=== TASK STATEMENT ===
Which lines of the records below contain the word "CancellationToken"? Report each of them in full.

Stored data entries
====

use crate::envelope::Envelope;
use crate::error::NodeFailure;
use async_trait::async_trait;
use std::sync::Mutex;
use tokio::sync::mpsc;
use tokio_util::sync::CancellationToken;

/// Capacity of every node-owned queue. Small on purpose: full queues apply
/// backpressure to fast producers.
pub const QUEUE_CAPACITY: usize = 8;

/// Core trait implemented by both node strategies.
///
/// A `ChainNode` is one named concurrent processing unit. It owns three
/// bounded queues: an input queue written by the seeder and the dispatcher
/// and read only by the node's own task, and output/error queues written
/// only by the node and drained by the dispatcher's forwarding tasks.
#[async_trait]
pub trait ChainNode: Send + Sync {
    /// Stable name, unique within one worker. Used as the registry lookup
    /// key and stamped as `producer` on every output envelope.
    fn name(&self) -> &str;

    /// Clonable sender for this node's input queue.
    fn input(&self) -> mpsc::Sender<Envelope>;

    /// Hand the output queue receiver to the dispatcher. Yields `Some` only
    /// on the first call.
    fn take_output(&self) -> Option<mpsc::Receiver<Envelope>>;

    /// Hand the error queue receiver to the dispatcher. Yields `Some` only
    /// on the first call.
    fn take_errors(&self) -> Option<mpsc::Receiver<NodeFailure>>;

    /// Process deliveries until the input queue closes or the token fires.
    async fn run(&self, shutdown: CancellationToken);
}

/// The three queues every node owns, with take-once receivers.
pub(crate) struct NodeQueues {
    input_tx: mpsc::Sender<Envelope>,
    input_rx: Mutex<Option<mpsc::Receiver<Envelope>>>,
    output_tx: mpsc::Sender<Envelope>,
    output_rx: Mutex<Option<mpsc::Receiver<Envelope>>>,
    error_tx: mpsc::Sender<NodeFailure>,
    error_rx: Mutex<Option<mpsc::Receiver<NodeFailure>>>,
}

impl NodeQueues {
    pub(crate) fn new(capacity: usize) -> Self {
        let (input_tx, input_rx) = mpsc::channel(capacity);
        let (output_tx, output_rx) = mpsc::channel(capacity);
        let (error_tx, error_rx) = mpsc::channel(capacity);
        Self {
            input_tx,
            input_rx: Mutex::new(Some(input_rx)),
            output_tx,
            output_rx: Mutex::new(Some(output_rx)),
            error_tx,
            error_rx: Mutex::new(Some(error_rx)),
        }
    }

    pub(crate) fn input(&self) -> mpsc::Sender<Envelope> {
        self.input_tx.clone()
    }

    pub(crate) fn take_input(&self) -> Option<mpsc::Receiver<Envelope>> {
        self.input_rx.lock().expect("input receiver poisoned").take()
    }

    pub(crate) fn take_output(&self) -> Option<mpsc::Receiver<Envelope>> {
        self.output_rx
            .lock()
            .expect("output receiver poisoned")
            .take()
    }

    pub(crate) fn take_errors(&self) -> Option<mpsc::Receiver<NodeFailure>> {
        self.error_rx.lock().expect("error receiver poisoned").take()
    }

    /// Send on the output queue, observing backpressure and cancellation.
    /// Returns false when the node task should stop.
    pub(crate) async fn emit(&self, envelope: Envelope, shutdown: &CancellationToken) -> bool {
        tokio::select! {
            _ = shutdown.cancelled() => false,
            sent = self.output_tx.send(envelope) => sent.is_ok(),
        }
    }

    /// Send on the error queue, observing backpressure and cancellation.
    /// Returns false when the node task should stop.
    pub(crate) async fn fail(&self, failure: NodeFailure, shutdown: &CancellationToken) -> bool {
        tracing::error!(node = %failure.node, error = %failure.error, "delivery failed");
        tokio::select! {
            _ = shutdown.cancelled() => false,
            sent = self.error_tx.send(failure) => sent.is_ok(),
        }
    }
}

====

=== SOLUTION BELOW ===
use tokio_util::sync::CancellationToken;
    async fn run(&self, shutdown: CancellationToken);
    pub(crate) async fn emit(&self, envelope: Envelope, shutdown: &CancellationToken) -> bool {
    pub(crate) async fn fail(&self, failure: NodeFailure, shutdown: &CancellationToken) -> bool {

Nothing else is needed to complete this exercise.